Nama Yuddy Renaldi, mantan Direktur Utama Bank BJB hingga Maret 2025, juga masuk dalam daftar tersangka bersama dengan sejumlah pejabat tinggi dari Bank Jateng.
Termasuk di antaranya adalah Supriyatno (eks Dirut), Pujiono (eks Direktur Bisnis Korporasi dan Komersial), dan Suldiarta (eks Kepala Divisi Bisnis Korporasi dan Komersial).
Penetapan 11 tersangka ini menunjukkan adanya dugaan konspirasi terstruktur dalam proses pencairan kredit yang tidak sesuai prosedur dan prinsip kehati-hatian perbankan.
Dalam konteks yang lebih luas, kasus ini menyiratkan lemahnya sistem pengawasan internal dan kepatuhan terhadap prinsip Good Corporate Governance (GCG), baik di lembaga keuangan maupun perusahaan penerima kredit.

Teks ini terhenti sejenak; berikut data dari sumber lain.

//! Ordered source attempts with per-source timeout and cooldown.
//!
//! Both resolvers walk a fixed list of [`SourceSlot`]s. Each step goes through
//! [`FallbackChain::attempt`], which turns the provider's `Result` into an
//! [`Attempt`] the resolver can branch on. Nothing here retries: a failed
//! attempt is reported and the resolver moves to the next slot.

use std::future::Future;
use std::time::Duration;

use tracing::{debug, info};

use crate::errors::{FailureClass, MarketDataError};
use crate::models::ProviderId;
use crate::registry::CooldownTracker;

/// When a slot is put on cooldown and for how long.
#[derive(Clone, Copy, Debug, PartialEq, Eq)]
pub struct CooldownPolicy {
    pub duration: Duration,
    /// Treat HTTP 403 like a 429.
    pub on_forbidden: bool,
}

impl CooldownPolicy {
    pub fn on_rate_limit(duration: Duration) -> Self {
        Self {
            duration,
            on_forbidden: false,
        }
    }

    fn arms_on(&self, class: FailureClass) -> bool {
        match class {
            FailureClass::RateLimited => true,
            FailureClass::Forbidden => self.on_forbidden,
            FailureClass::Transient => false,
        }
    }
}

/// One position in a fallback chain.
#[derive(Clone, Debug)]
pub struct SourceSlot {
    /// Cooldown key, normally the provider id.
    pub id: ProviderId,
    /// Bound on a single request to this source.
    pub timeout: Duration,
    /// `None` for sources that are never skipped.
    pub cooldown: Option<CooldownPolicy>,
}

impl SourceSlot {
    pub fn new(id: impl Into<ProviderId>, timeout: Duration) -> Self {
        Self {
            id: id.into(),
            timeout,
            cooldown: None,
        }
    }

    pub fn with_cooldown(mut self, policy: CooldownPolicy) -> Self {
        self.cooldown = Some(policy);
        self
    }
}

/// Outcome of one attempt against one slot.
#[derive(Debug, PartialEq)]
pub enum Attempt<T> {
    /// The source answered with something the caller accepts.
    Usable(T),
    /// The source signalled rate limiting and its cooldown is now armed.
    RateLimited,
    /// Timeout, error, or an answer the caller rejected.
    Failed,
    /// The source is cooling down and was not contacted.
    Skipped,
}

/// Runs attempts and owns the cooldown deadlines of its slots.
#[derive(Default)]
pub struct FallbackChain {
    cooldowns: CooldownTracker,
}

impl FallbackChain {
    pub fn new() -> Self {
        Self::default()
    }

    pub fn in_cooldown(&self, slot: &SourceSlot) -> bool {
        slot.cooldown.is_some() && self.cooldowns.is_blocked(&slot.id)
    }

    pub fn cooldown_remaining(&self, slot: &SourceSlot) -> Option<Duration> {
        slot.cooldown?;
        self.cooldowns.remaining(&slot.id)
    }

    /// Try one source.
    ///
    /// `fetch` is only polled when the slot is not cooling down, and is
    /// abandoned after `slot.timeout`. `is_usable` decides whether a
    /// successful answer counts; rejected answers are reported as
    /// [`Attempt::Failed`].
    pub async fn attempt<T, Fut>(
        &self,
        slot: &SourceSlot,
        fetch: Fut,
        is_usable: impl FnOnce(&T) -> bool,
    ) -> Attempt<T>
    where
        Fut: Future<Output = Result<T, MarketDataError>>,
    {
        if self.in_cooldown(slot) {
            debug!("{}: skipped, cooling down", slot.id);
            return Attempt::Skipped;
        }

        let error = match tokio::time::timeout(slot.timeout, fetch).await {
            Ok(Ok(value)) if is_usable(&value) => return Attempt::Usable(value),
            Ok(Ok(_)) => {
                debug!("{}: answer rejected as unusable", slot.id);
                return Attempt::Failed;
            }
            Ok(Err(error)) => error,
            Err(_) => {
                debug!("{}: timed out after {:?}", slot.id, slot.timeout);
                return Attempt::Failed;
            }
        };

        debug!("{}: {}", slot.id, error);

        match slot.cooldown {
            Some(policy) if policy.arms_on(error.failure_class()) => {
                info!(
                    "{}: rate limited, cooling down for {:?}",
                    slot.id, policy.duration
                );
                self.cooldowns.block(&slot.id, policy.duration);
                Attempt::RateLimited
            }
            _ => Attempt::Failed,
        }
    }
}
use std::borrow::Cow;

/// Provider identifier - mostly static constants
pub type ProviderId = Cow<'static, str>;

/// Canonical form of a ticker: trimmed and upper-cased.
///
/// Cache keys and provider requests always use this form, so `" aapl"` and
/// `"AAPL"` share one cache entry.
pub fn normalize_symbol(raw: &str) -> String {
    raw.trim().to_uppercase()
}
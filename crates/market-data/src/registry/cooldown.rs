//! Per-source cooldown after rate limiting.
//!
//! When an upstream signals rate limiting, the resolver records a deadline for
//! that source and skips it until the deadline passes. Expiry is implicit: a
//! deadline in the past is simply ignored, there is no timer and no reset on
//! the hot path.
//!
//! State is in-memory and resets on application restart.

use std::collections::HashMap;
use std::sync::{Mutex, MutexGuard};
use std::time::Duration;

use log::{debug, warn};
use tokio::time::Instant;

use crate::models::ProviderId;

/// Per-source cooldown deadlines.
///
/// Thread-safe; the lock is never held across an `.await`.
#[derive(Default)]
pub struct CooldownTracker {
    deadlines: Mutex<HashMap<String, Instant>>,
}

impl CooldownTracker {
    pub fn new() -> Self {
        Self::default()
    }

    /// Lock the deadlines mutex, recovering from poison if necessary.
    ///
    /// The worst case after a poisoned lock is a slightly wrong deadline,
    /// which is better than panicking inside a request.
    fn lock_deadlines(&self) -> MutexGuard<'_, HashMap<String, Instant>> {
        self.deadlines.lock().unwrap_or_else(|poisoned| {
            warn!("Cooldown mutex was poisoned, recovering");
            poisoned.into_inner()
        })
    }

    /// True while `now < blocked_until` for the source.
    pub fn is_blocked(&self, source: &ProviderId) -> bool {
        self.remaining(source).is_some()
    }

    /// Time left on the source's cooldown, `None` when it is not blocked.
    pub fn remaining(&self, source: &ProviderId) -> Option<Duration> {
        let deadlines = self.lock_deadlines();
        let blocked_until = deadlines.get(source.as_ref())?;
        let now = Instant::now();
        (now < *blocked_until).then(|| *blocked_until - now)
    }

    /// Skip the source for `duration` from now.
    ///
    /// A later call overwrites the deadline.
    pub fn block(&self, source: &ProviderId, duration: Duration) {
        let blocked_until = Instant::now() + duration;
        self.lock_deadlines().insert(source.to_string(), blocked_until);
        debug!("Cooldown: '{}' blocked for {:?}", source, duration);
    }
}

#[cfg(test)]
mod tests {
    use super::*;
    use std::borrow::Cow;

    #[tokio::test(start_paused = true)]
    async fn test_unknown_source_is_not_blocked() {
        let cooldowns = CooldownTracker::new();
        let source: ProviderId = Cow::Borrowed("FINNHUB");

        assert!(!cooldowns.is_blocked(&source));
        assert_eq!(cooldowns.remaining(&source), None);
    }

    #[tokio::test(start_paused = true)]
    async fn test_block_expires_implicitly() {
        let cooldowns = CooldownTracker::new();
        let source: ProviderId = Cow::Borrowed("FINNHUB");

        cooldowns.block(&source, Duration::from_secs(60));
        assert!(cooldowns.is_blocked(&source));
        assert_eq!(cooldowns.remaining(&source), Some(Duration::from_secs(60)));

        tokio::time::advance(Duration::from_secs(59)).await;
        assert!(cooldowns.is_blocked(&source));

        tokio::time::advance(Duration::from_secs(1)).await;
        assert!(!cooldowns.is_blocked(&source));
    }

    #[tokio::test(start_paused = true)]
    async fn test_block_overwrites_deadline() {
        let cooldowns = CooldownTracker::new();
        let source: ProviderId = Cow::Borrowed("FINNHUB");

        cooldowns.block(&source, Duration::from_secs(300));
        cooldowns.block(&source, Duration::from_secs(10));
        assert_eq!(cooldowns.remaining(&source), Some(Duration::from_secs(10)));
    }

    #[tokio::test(start_paused = true)]
    async fn test_source_isolation() {
        let cooldowns = CooldownTracker::new();
        let quotes: ProviderId = Cow::Borrowed("FINNHUB");
        let candles: ProviderId = Cow::Borrowed("FINNHUB_CANDLES");

        cooldowns.block(&candles, Duration::from_secs(300));
        assert!(cooldowns.is_blocked(&candles));
        assert!(!cooldowns.is_blocked(&quotes));
    }
}
//! Last-known-good quote per symbol.
//!
//! Uses `DashMap` so concurrent resolutions of different symbols do not
//! contend on one lock. Entries live for the process lifetime and are only
//! replaced by the next successful fetch.

use std::time::Duration;

use dashmap::DashMap;
use tokio::time::Instant;

use crate::models::QuoteRecord;

/// A cached quote with the instant it was stored.
#[derive(Clone, Debug)]
pub struct CacheEntry {
    pub record: QuoteRecord,
    pub stored_at: Instant,
}

impl CacheEntry {
    pub fn age(&self) -> Duration {
        self.stored_at.elapsed()
    }

    /// Strictly younger than `ttl`.
    pub fn is_fresh(&self, ttl: Duration) -> bool {
        self.age() < ttl
    }
}

/// Symbol-keyed quote cache.
#[derive(Default)]
pub struct QuoteCache {
    entries: DashMap<String, CacheEntry>,
}

impl QuoteCache {
    pub fn new() -> Self {
        Self::default()
    }

    pub fn get(&self, symbol: &str) -> Option<CacheEntry> {
        self.entries.get(symbol).map(|entry| entry.value().clone())
    }

    /// Store a record under its symbol.
    ///
    /// Records without a price are rejected so an all-null answer can never
    /// overwrite a good entry. Returns whether the record was stored.
    pub fn store(&self, record: QuoteRecord) -> bool {
        if !record.has_price() {
            return false;
        }

        self.entries.insert(
            record.symbol.clone(),
            CacheEntry {
                record,
                stored_at: Instant::now(),
            },
        );
        true
    }

    pub fn len(&self) -> usize {
        self.entries.len()
    }

    pub fn is_empty(&self) -> bool {
        self.entries.is_empty()
    }
}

Baca Juga: Kasus Chromebook Kemendikbudristek, 9 Saksi Diperiksa, Kerugian Negara Capai Rp1,98 Triliun
Kejaksaan Agung menegaskan bahwa proses penyidikan masih terus berjalan.
Pemeriksaan lanjutan terhadap tersangka serta saksi lainnya akan dilakukan untuk mendalami aliran dana, motif penyimpangan, hingga kemungkinan keterlibatan pihak lain.
Proses penghitungan kerugian oleh BPK juga akan menjadi bukti kunci untuk memperkuat dakwaan di persidangan nanti.
Kasus ini sekaligus menjadi alarm bagi dunia perbankan, khususnya bank daerah, untuk memperketat prosedur pemberian kredit dan meningkatkan sistem audit internal.
Dengan besarnya dana publik yang dikelola, tanggung jawab etika dan hukum harus menjadi prioritas utama.
Masyarakat tentu menanti bagaimana Kejagung akan menuntaskan kasus ini secara transparan dan tuntas.
Apalagi, angka kerugian yang fantastis ini menyangkut uang negara yang seharusnya digunakan untuk pembangunan dan pelayanan publik.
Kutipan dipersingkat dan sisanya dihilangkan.